@shishidon _wine
ししどんの
グラニットベルト発酵紀行
Chapter 7
Ridgemill Estate
元祖麹料理研究家・小紺有花さんが主宰する「醸し塾」にて研鑽を積む伝道師。
2026年2月、小紺さんがGRANIZOと共に企画・運営する、オーストラリア・グラニットベルトの「ワインツーリズム」へ同行。
そのツアー初日から、感動で涙が止まらなかったししどん。
その瑞々しい感性で綴られた記録が「グラニットベルト発酵紀行」です。
※「醸し塾 伝道師」とは、元祖麹料理研究家・小紺有花氏が主宰する「醸し塾」の「伝道師養成講座」を修了した、発酵食(特に糀)の本質と魅力を正しく家庭や社会に伝える専門人財です。
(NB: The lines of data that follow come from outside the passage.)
//! Predicate trees over the cache table.
//!
//! The gate checks describe "what would count as a match" as a [`Predicate`];
//! each [`CacheStore`](crate::storage::traits::CacheStore) interprets the tree
//! in its own way (SQL with bound parameters, or direct evaluation).

use crate::models::CacheRecord;
use chrono::{DateTime, Utc};
use std::cmp::Ordering;
use std::fmt;

/// Columns of the cache table.
#[derive(Debug, Clone, Copy, PartialEq, Eq, Hash)]
pub enum Column {
    /// `client_id`
    ClientId,
    /// `contact_id`
    ContactId,
    /// `email`
    Email,
    /// `phone`
    Phone,
    /// `mobile`
    Mobile,
    /// `address1`
    Address1,
    /// `address2`
    Address2,
    /// `city`
    City,
    /// `state`
    State,
    /// `zipcode`
    Zipcode,
    /// `country`
    Country,
    /// `category_id`
    CategoryId,
    /// `utm_source`
    UtmSource,
    /// `date_added`
    DateAdded,
    /// `exclusive_pattern`
    ExclusivePattern,
    /// `exclusive_scope`
    ExclusiveScope,
    /// `exclusive_expire_date`
    ExclusiveExpireDate,
}

impl Column {
    /// Returns the SQL column name.
    #[must_use]
    pub const fn as_str(self) -> &'static str {
        match self {
            Self::ClientId => "client_id",
            Self::ContactId => "contact_id",
            Self::Email => "email",
            Self::Phone => "phone",
            Self::Mobile => "mobile",
            Self::Address1 => "address1",
            Self::Address2 => "address2",
            Self::City => "city",
            Self::State => "state",
            Self::Zipcode => "zipcode",
            Self::Country => "country",
            Self::CategoryId => "category_id",
            Self::UtmSource => "utm_source",
            Self::DateAdded => "date_added",
            Self::ExclusivePattern => "exclusive_pattern",
            Self::ExclusiveScope => "exclusive_scope",
            Self::ExclusiveExpireDate => "exclusive_expire_date",
        }
    }

    /// Returns true for the street address columns.
    #[must_use]
    pub const fn is_address(self) -> bool {
        matches!(
            self,
            Self::Address1
                | Self::Address2
                | Self::City
                | Self::State
                | Self::Zipcode
                | Self::Country
        )
    }
}

impl fmt::Display for Column {
    fn fmt(&self, f: &mut fmt::Formatter<'_>) -> fmt::Result {
        f.write_str(self.as_str())
    }
}

/// A value bound into a predicate.
#[derive(Debug, Clone, PartialEq, Eq)]
pub enum Value {
    /// Integer column value.
    Int(i64),
    /// Text column value.
    Text(String),
    /// Timestamp column value.
    Timestamp(DateTime<Utc>),
}

impl Value {
    fn compare(&self, other: &Self) -> Option<Ordering> {
        match (self, other) {
            (Self::Int(a), Self::Int(b)) => Some(a.cmp(b)),
            (Self::Text(a), Self::Text(b)) => Some(a.cmp(b)),
            (Self::Timestamp(a), Self::Timestamp(b)) => Some(a.cmp(b)),
            _ => None,
        }
    }
}

impl From<i64> for Value {
    fn from(value: i64) -> Self {
        Self::Int(value)
    }
}

impl From<u32> for Value {
    fn from(value: u32) -> Self {
        Self::Int(i64::from(value))
    }
}

impl From<String> for Value {
    fn from(value: String) -> Self {
        Self::Text(value)
    }
}

impl From<&str> for Value {
    fn from(value: &str) -> Self {
        Self::Text(value.to_string())
    }
}

impl From<DateTime<Utc>> for Value {
    fn from(value: DateTime<Utc>) -> Self {
        Self::Timestamp(value)
    }
}

/// A boolean expression over cache columns.
#[derive(Debug, Clone, PartialEq, Eq)]
pub enum Predicate {
    /// `column = value`
    Equals(Column, Value),
    /// `column IN (values)`. An empty list matches nothing.
    In(Column, Vec<Value>),
    /// `column >= value`
    Gte(Column, Value),
    /// `column IS NULL`
    IsNull(Column),
    /// All children hold. An empty list matches everything.
    And(Vec<Self>),
    /// Any child holds. An empty list matches nothing.
    Or(Vec<Self>),
}

impl Predicate {
    /// Conjunction that collapses a single child into itself.
    #[must_use]
    pub fn all(mut children: Vec<Self>) -> Self {
        if children.len() == 1 {
            children.remove(0)
        } else {
            Self::And(children)
        }
    }

    /// Disjunction that collapses a single child into itself.
    #[must_use]
    pub fn any(mut children: Vec<Self>) -> Self {
        if children.len() == 1 {
            children.remove(0)
        } else {
            Self::Or(children)
        }
    }

    /// Returns true if `column` appears anywhere in the tree.
    #[must_use]
    pub fn references(&self, column: Column) -> bool {
        match self {
            Self::Equals(c, _) | Self::In(c, _) | Self::Gte(c, _) | Self::IsNull(c) => {
                *c == column
            },
            Self::And(children) | Self::Or(children) => {
                children.iter().any(|child| child.references(column))
            },
        }
    }

    /// Evaluates the predicate against a record.
    ///
    /// Comparisons against a missing value are false, as in SQL.
    #[must_use]
    pub fn matches(&self, record: &CacheRecord) -> bool {
        match self {
            Self::Equals(column, value) => column_value(record, *column).as_ref() == Some(value),
            Self::In(column, values) => {
                column_value(record, *column).is_some_and(|v| values.contains(&v))
            },
            Self::Gte(column, value) => column_value(record, *column)
                .and_then(|v| v.compare(value))
                .is_some_and(Ordering::is_ge),
            Self::IsNull(column) => column_value(record, *column).is_none(),
            Self::And(children) => children.iter().all(|child| child.matches(record)),
            Self::Or(children) => children.iter().any(|child| child.matches(record)),
        }
    }
}

/// Reads a column from a record.
#[must_use]
pub fn column_value(record: &CacheRecord, column: Column) -> Option<Value> {
    let text = |v: &Option<String>| v.clone().map(Value::Text);
    match column {
        Column::ClientId => Some(Value::Int(record.client_id)),
        Column::ContactId => record.contact_id.map(Value::Int),
        Column::Email => text(&record.email),
        Column::Phone => text(&record.phone),
        Column::Mobile => text(&record.mobile),
        Column::Address1 => text(&record.address1),
        Column::Address2 => text(&record.address2),
        Column::City => text(&record.city),
        Column::State => text(&record.state),
        Column::Zipcode => text(&record.zipcode),
        Column::Country => text(&record.country),
        Column::CategoryId => record.category_id.map(Value::Int),
        Column::UtmSource => text(&record.utm_source),
        Column::DateAdded => Some(Value::Timestamp(record.date_added)),
        Column::ExclusivePattern => record.exclusive_pattern.map(|p| p.bits().into()),
        Column::ExclusiveScope => record.exclusive_scope.map(|s| s.bits().into()),
        Column::ExclusiveExpireDate => record.exclusive_expire_date.map(Value::Timestamp),
    }
}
単なる料理教室の講師ではなく、食卓力(食事を通して心身を整える力)を高め、人生の幸福度を上げることを目的としています。
次に訪れたのは、グラニットベルトでもひときわ『革新的なワイナリー』として知られる、Ridgemill estate (リッジミル・エステート)。
醸造責任者のピーターが、温かな笑顔で迎えてくれました。
印象的だったのは、彼らがこの地に初めて持ち込み生産に着手した、ぶどう『サペラヴィ』のお話です。
それは、緻密な計算からではなく、『ボスが持ち帰ったサペラヴィのワインが、たまらなく美味しかったから』という、純粋な感動から始まったといいます。
『自分達の手で、この味をつくりたい』
その一途な思いで植えられたサペラヴィは、不思議なほどにこの地のテロワールに馴染みました。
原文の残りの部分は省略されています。